We regularly service our engine and once she starts we never turn her off so on this trip she ran for 3 straight days.


We love the fuel Economy in our boat but my partner and I have decided to list her and go big : AC foremost : shower : galley : more beds.

She is going to be listed at sportsmans and is fish ready for anyone wanting one bad Daddy fishing rig......


----------



## recess (Oct 8, 2007)

AWesome report !!!! but like you said the adventure is what it is all about.


----------



## SnapperSlapper (Feb 13, 2009)

I often wonder why tuna are so difficult. If i knew the answer i would catch more. Seems like too much blue water is even worse than not enough. I can't remember many good tuna trips when blue water is in really close and everywhere, except on the rare occasion I've been southwest of na kika. My personal opinion, and I'm probably wrong, is that they get too spread out.


----------



## SnapperSlapper (Feb 13, 2009)

By the way, I owe you a trip or two if you want to go snapper slumming some time.


----------



## macala (Oct 4, 2007)

Every time I think my efforts are good, you prove that I'm soft. If people think you ever get lucky, I say bullship. Its just hard work. You guys inspire me to fish harder! Glad you got in safe. We should get together for a drink one day since we live 10 minutes from each other.

Jeff


----------



## Realtor (Oct 1, 2007)

Holy Cow, after reading that I felt like I was right there with ya! Thanks for the report.


----------



## Frenchy (Oct 2, 2007)

Excellent report Pirate, thank you, my hat to you and crew for perseverance, impressed as well by the combination of weapons used, well done.
Wondering id currents in that area were too strong(hilton) to be productive?
About to run a similar trip which will be the furthest I would have been, in my boat and to fish anyway, so I really enjoyed your report, thank again.


----------



## PELAGIC PIRATE (Oct 10, 2007)

SnapperSlapper said:


> By the way, I owe you a trip or two if you want to go snapper slumming some time.

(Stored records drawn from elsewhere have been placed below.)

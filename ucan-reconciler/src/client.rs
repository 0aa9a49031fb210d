//! External client contract - the four primitive remote operations.
//!
//! One implementation exists per resource kind. The engine never talks to a
//! remote API directly; everything goes through this trait.

use async_trait::async_trait;
use serde_json::{Map, Value};

use crate::error::ClientError;
use crate::object::{DeclaredObject, Spec};

/// The provider's view of a resource, fetched fresh on every observe.
#[derive(Debug, Clone, PartialEq)]
pub struct RemoteResource {
    pub id: String,
    /// Provider-defined lifecycle label, e.g. "creating" or "available".
    pub state: String,
    pub attributes: Map<String, Value>,
}

impl RemoteResource {
    pub fn new(id: impl Into<String>, state: impl Into<String>) -> Self {
        Self {
            id: id.into(),
            state: state.into(),
            attributes: Map::new(),
        }
    }

    pub fn with_attribute(mut self, name: &str, value: impl Into<Value>) -> Self {
        self.attributes.insert(name.to_string(), value.into());
        self
    }

    /// String attribute, with null and missing read as "".
    pub fn str_attribute(&self, name: &str) -> &str {
        self.attributes
            .get(name)
            .and_then(Value::as_str)
            .unwrap_or_default()
    }

    pub fn u64_attribute(&self, name: &str) -> Option<u64> {
        self.attributes.get(name).and_then(Value::as_u64)
    }
}

/// Result of an observe call.
#[derive(Debug, Clone, PartialEq)]
pub enum Observation {
    /// The remote confirmed the resource does not exist.
    Absent,
    Present(RemoteResource),
}

/// Where a remote resource is in its lifecycle.
#[derive(Debug, Clone, Copy, PartialEq, Eq)]
pub enum Readiness {
    /// Usable; eligible for drift detection.
    Ready,
    /// Still converging on the provider side; leave it alone.
    Transitional,
    /// Settled in a state that is not usable (error, shut off).
    Failed,
}

/// What to do when a recorded resource is gone on observe.
#[derive(Debug, Clone, Copy, PartialEq, Eq, Default)]
pub enum AbsentPolicy {
    /// Clear the external ID so the next cycle creates a replacement.
    #[default]
    Recreate,
    /// Surface a permanent error and leave the identity in place.
    Fail,
}

/// What to do when deletion is requested before any ID was recorded.
#[derive(Debug, Clone, Copy, PartialEq, Eq, Default)]
pub enum DeletePolicy {
    /// Nothing exists remotely; drop the object.
    #[default]
    Finalize,
    /// Refuse and keep the object until an operator intervenes.
    Fail,
}

/// Per-kind handling of the two ambiguous not-found cases.
#[derive(Debug, Clone, Copy, PartialEq, Eq, Default)]
pub struct KindPolicy {
    pub on_absent: AbsentPolicy,
    pub on_delete_without_id: DeletePolicy,
}

/// Trait for per-kind remote clients.
#[async_trait]
pub trait ExternalClient: Send + Sync + 'static {
    /// The declared parameters of this kind.
    type Spec: Spec;

    /// Kind name, matching `ObjectKey::kind` of the objects it serves.
    fn kind(&self) -> &'static str;

    fn policy(&self) -> KindPolicy {
        KindPolicy::default()
    }

    /// Reject specs that can never produce a valid create request.
    fn validate(&self, _spec: &Self::Spec) -> Result<(), String> {
        Ok(())
    }

    /// Fetch the current remote state. Not-found must map to `Observation::Absent`.
    async fn observe(
        &self,
        object: &DeclaredObject<Self::Spec>,
        external_id: &str,
    ) -> Result<Observation, ClientError>;

    /// Create the remote resource and return its ID.
    async fn create(&self, object: &DeclaredObject<Self::Spec>) -> Result<String, ClientError>;

    /// Push the declared spec onto an existing resource.
    async fn update(
        &self,
        object: &DeclaredObject<Self::Spec>,
        remote: &RemoteResource,
    ) -> Result<(), ClientError>;

    /// Delete the remote resource. Implementations may return either `Ok` or
    /// `ClientError::NotFound` when it is already gone.
    async fn delete(
        &self,
        object: &DeclaredObject<Self::Spec>,
        external_id: &str,
    ) -> Result<(), ClientError>;

    fn readiness(&self, remote: &RemoteResource) -> Readiness;

    /// Field-level comparison of the declared spec against observed attributes.
    fn is_up_to_date(&self, spec: &Self::Spec, remote: &RemoteResource) -> bool;

    /// Find a resource created for this object whose ID was never recorded.
    async fn find_existing(
        &self,
        _object: &DeclaredObject<Self::Spec>,
    ) -> Result<Option<String>, ClientError> {
        Ok(None)
    }
}

/// Builds a client from opaque credential bytes.
pub trait ClientFactory: Send + Sync {
    type Client: ExternalClient;

    fn connect(&self, credentials: &[u8]) -> Result<Self::Client, ClientError>;
}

Sounds like fun : where are you these days

Call me or contact me through the board :thumbsup:


----------



## PELAGIC PIRATE (Oct 10, 2007)

macala said:


> Every time I think my efforts are good, you prove that I'm soft. If people think you ever get lucky, I say bullship. Its just hard work. You guys inspire me to fish harder! Glad you got in safe. We should get together for a drink one day since we live 10 minutes from each other.
> 
> Jeff


Thx for the comments Jeff


Don't kid yourself : you get it done time and time again when you go, I always expect a great report.


Sounds like a plan : ill contact you this week and set something up to get together :thumbsup:


----------



## PELAGIC PIRATE (Oct 10, 2007)

Frenchy said:


> Excellent report Pirate, thank you, my hat to you and crew for perseverance, impressed as well by the combination of weapons used, well done.
> Wondering id currents in that area were too strong(hilton) to be productive?
> About to run a similar trip which will be the furthest I would have been, in my boat and to fish anyway, so I really enjoyed your report, thank again.


Thx for the response

Just not sure , this was our first rig trip in a few years .

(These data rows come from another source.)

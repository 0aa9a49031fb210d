//! Volume - block storage on the volume API.
//!
//! Every created volume is tagged with `<instance>/<kind>/<name>` of the object
//! that declared it, so a volume whose ID was never recorded can be found
//! again without adopting one owned by another deployment.

use std::collections::BTreeMap;
use std::time::Duration;

use async_trait::async_trait;
use serde::{Deserialize, Serialize};
use serde_json::{Map, Value};
use tracing::warn;
use ucan_reconciler::{
    ClientError, DeclaredObject, ExternalClient, ObjectKey, Observation, Readiness,
    RemoteResource,
};

use super::{HttpFactory, created_id, require, require_positive};
use crate::config::DEFAULT_INSTANCE;
use crate::http::HttpClient;

pub const KIND: &str = "volume";

/// Metadata key tying a remote volume to its declared object.
pub const OBJECT_TAG: &str = "ucan.io/object";

const READY: &[&str] = &["available", "in-use"];
const TRANSITIONAL: &[&str] = &[
    "creating",
    "downloading",
    "uploading",
    "extending",
    "attaching",
    "detaching",
    "reserved",
    "maintenance",
];

#[derive(Debug, Clone, PartialEq, Serialize, Deserialize)]
#[serde(rename_all = "camelCase")]
pub struct VolumeSpec {
    pub name: String,
    pub project_id: String,
    /// Size in GiB.
    pub size: u64,
    pub volume_type: String,
    #[serde(default)]
    pub description: String,
    #[serde(default)]
    pub multiattach: bool,
    #[serde(default)]
    pub cell_id: String,
    #[serde(default, skip_serializing_if = "Option::is_none")]
    pub availability_zone: Option<String>,
    /// Volume IDs to co-locate with.
    #[serde(default, skip_serializing_if = "Vec::is_empty")]
    pub same_host: Vec<String>,
}

#[derive(Serialize)]
struct CreateRequest<'a> {
    volume: NewVolume<'a>,
    #[serde(rename = "OS-SCH-HNT:scheduler_hints")]
    scheduler_hints: SchedulerHints<'a>,
}

#[derive(Serialize)]
struct NewVolume<'a> {
    name: &'a str,
    size: u64,
    volume_type: &'a str,
    description: &'a str,
    multiattach: bool,
    #[serde(skip_serializing_if = "Option::is_none")]
    availability_zone: Option<&'a str>,
    cell_id: &'a str,
    metadata: BTreeMap<&'a str, &'a str>,
}

#[derive(Serialize)]
struct SchedulerHints<'a> {
    same_host: &'a [String],
}

#[derive(Serialize)]
struct UpdateRequest<'a> {
    volume: VolumeChanges<'a>,
}

#[derive(Serialize)]
struct VolumeChanges<'a> {
    name: &'a str,
    description: &'a str,
}

#[derive(Deserialize)]
struct VolumeEnvelope {
    volume: Volume,
}

#[derive(Deserialize)]
struct VolumeList {
    #[serde(default)]
    volumes: Vec<Volume>,
}

// Any of these may come back as null
#[derive(Deserialize)]
struct Volume {
    id: String,
    #[serde(default)]
    status: Option<String>,
    #[serde(default)]
    name: Option<String>,
    #[serde(default)]
    description: Option<String>,
    #[serde(default)]
    size: Option<u64>,
    #[serde(default)]
    volume_type: Option<String>,
    #[serde(default)]
    multiattach: Option<bool>,
}

impl From<Volume> for RemoteResource {
    fn from(volume: Volume) -> Self {
        RemoteResource::new(volume.id, volume.status.unwrap_or_default())
            .with_attribute("name", volume.name.unwrap_or_default())
            .with_attribute("description", volume.description.unwrap_or_default())
            .with_attribute("size", volume.size.unwrap_or_default())
            .with_attribute("volume_type", volume.volume_type.unwrap_or_default())
            .with_attribute("multiattach", volume.multiattach.unwrap_or_default())
    }
}

pub struct VolumeClient {
    http: HttpClient,
    instance: String,
}

impl VolumeClient {
    pub fn new(http: HttpClient) -> Self {
        Self {
            http,
            instance: DEFAULT_INSTANCE.to_string(),
        }
    }

    /// Scope the ownership tag to a deployment.
    pub fn with_instance(mut self, instance: impl Into<String>) -> Self {
        self.instance = instance.into();
        self
    }

    /// Ownership tag value of the volume declared by `key`.
    pub fn tag(&self, key: &ObjectKey) -> String {
        format!("{}/{}/{}", self.instance, key.kind, key.name)
    }

    pub fn factory(endpoint: &str, timeout: Duration) -> HttpFactory<Self> {
        HttpFactory::new(endpoint, timeout, Self::new)
    }

    fn collection(project_id: &str) -> String {
        format!("/volume/v3/{}/volumes", project_id)
    }

    fn item(project_id: &str, id: &str) -> String {
        format!("{}/{}", Self::collection(project_id), id)
    }
}

#[async_trait]
impl ExternalClient for VolumeClient {
    type Spec = VolumeSpec;

    fn kind(&self) -> &'static str {
        KIND
    }

    fn validate(&self, spec: &VolumeSpec) -> Result<(), String> {
        require("name", &spec.name)?;
        require("projectId", &spec.project_id)?;
        require_positive("size", spec.size)?;
        require("volumeType", &spec.volume_type)
    }

    async fn observe(
        &self,
        object: &DeclaredObject<VolumeSpec>,
        external_id: &str,
    ) -> Result<Observation, ClientError> {
        let path = Self::item(&object.spec.project_id, external_id);
        let response = self.http.send(self.http.get(&path)).await?;
        if response.is_not_found() {
            return Ok(Observation::Absent);
        }
        let envelope: VolumeEnvelope = response.error_for_status()?.json()?;
        Ok(Observation::Present(envelope.volume.into()))
    }

    async fn create(&self, object: &DeclaredObject<VolumeSpec>) -> Result<String, ClientError> {
        let spec = &object.spec;
        let tag = self.tag(&object.key);
        let request = CreateRequest {
            volume: NewVolume {
                name: &spec.name,
                size: spec.size,
                volume_type: &spec.volume_type,
                description: &spec.description,
                multiattach: spec.multiattach,
                availability_zone: spec.availability_zone.as_deref(),
                cell_id: &spec.cell_id,
                metadata: BTreeMap::from([(OBJECT_TAG, tag.as_str())]),
            },
            scheduler_hints: SchedulerHints {
                same_host: &spec.same_host,
            },
        };

        let path = Self::collection(&spec.project_id);
        let response = self
            .http
            .send(self.http.post(&path).json(&request))
            .await?
            .error_for_status()?;
        let envelope: VolumeEnvelope = response.json()?;
        created_id(envelope.volume.id, KIND)
    }

    async fn update(
        &self,
        object: &DeclaredObject<VolumeSpec>,
        remote: &RemoteResource,
    ) -> Result<(), ClientError> {
        let request = UpdateRequest {
            volume: VolumeChanges {
                name: &object.spec.name,
                description: &object.spec.description,
            },
        };
        let path = Self::item(&object.spec.project_id, &remote.id);
        self.http
            .send(self.http.put(&path).json(&request))
            .await?
            .error_for_status()?;
        Ok(())
    }

    async fn delete(
        &self,
        object: &DeclaredObject<VolumeSpec>,
        external_id: &str,
    ) -> Result<(), ClientError> {
        let path = Self::item(&object.spec.project_id, external_id);
        self.http
            .send(self.http.delete(&path))
            .await?
            .error_for_status()?;
        Ok(())
    }

    fn readiness(&self, remote: &RemoteResource) -> Readiness {
        let state = remote.state.as_str();
        if READY.contains(&state) {
            Readiness::Ready
        } else if TRANSITIONAL.contains(&state) {
            Readiness::Transitional
        } else {
            Readiness::Failed
        }
    }

    // size, volumeType and multiattach cannot change after create
    fn is_up_to_date(&self, spec: &VolumeSpec, remote: &RemoteResource) -> bool {
        remote.str_attribute("name") == spec.name
            && remote.str_attribute("description") == spec.description
    }

    async fn find_existing(
        &self,
        object: &DeclaredObject<VolumeSpec>,
    ) -> Result<Option<String>, ClientError> {
        let tag = self.tag(&object.key);
        let mut filter = Map::new();
        filter.insert(OBJECT_TAG.to_string(), Value::from(tag.as_str()));
        let filter = Value::Object(filter).to_string();
        let path = format!("{}/detail", Self::collection(&object.spec.project_id));
        let response = self
            .http
            .send(self.http.get(&path).query(&[("metadata", filter.as_str())]))
            .await?
            .error_for_status()?;
        let list: VolumeList = response.json()?;

        match list.volumes.as_slice() {
            [] => Ok(None),
            [volume] => Ok(Some(volume.id.clone())),
            volumes => {
                warn!(
                    key = %object.key,
                    count = volumes.len(),
                    "Several remote volumes carry the same object tag"
                );
                Err(ClientError::Invalid(format!(
                    "{} volumes are tagged {}={}",
                    volumes.len(),
                    OBJECT_TAG,
                    tag
                )))
            }
        }
    }
}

I used to get out there more often , and to tell you the truth the best I've done out there has been at night ( although I have had a few day light bites, the night is what I live for)


You just don't know till you go check and nobody had been for quite some time.

Water temp was good and the water was blue as can be, maybe lack of bait , weather pressure , current ?


The wind was opposite current the whole trip but I've caught fish in all these conditions . I'm sure they are out there and I am sure they will bite soon as its that time of year to fish :thumbsup:


Good luck out there and be safe:thumbsup:


----------



## MSViking (Oct 11, 2007)

Mike I was exhausted by just reading your report!! It takes a true fisherman to put in the time and effort you did! Sometimes it just does not work out, but as you allude to, if you do not enjoy the prep and effort then it's not your sport. Good job on the effort!

Thanks for sharing all the details as it is helpful to all of us that follow this forum. Looks like I will be high speed wahoo fishing next weekend in the canyon if I can get down!

Robert


----------



## Fiver (Nov 6, 2008)

Thanks for the report. Some trips you definitely have to scrape, and some days things come easier. Great job getting a couple of wahoo in the box.


----------



## JACKIN' JAWS (Mar 14, 2008)

You'll get 'em next time. Sounds like you guys worked your butts off. I think the bite was off last week in some areas. Great report anyway.


----------



## PELAGIC PIRATE (Oct 10, 2007)

MSViking said:


> Mike I was exhausted by just reading your report!! It takes a true fisherman to put in the time and effort you did! Sometimes it just does not work out, but as you allude to, if you do not enjoy the prep and effort then it's not your sport. Good job on the effort!
> 
> Thanks for sharing all the details as it is helpful to all of us that follow this forum. Looks like I will be high speed wahoo fishing next weekend in the canyon if I can get down!
> 
> Robert



Thx for the comments Robert 


The part I left out , which some may know is : we drove in 6 hrs from Atlanta on Wednesday , loaded and took off, came back Friday and cleaned up and left sportsmanship at 8 eastern getting home at 2 am for mother day weekend .


Talk about epic; thank god we have two bunks and 2 bean bags in the boat as we do get our zzzzzz's while trolling and drifting .


We will be back maybe sooner than later if the weather is good to try it all again .

WHY some may ask?


We Love Our Sport:thumbsup:


----------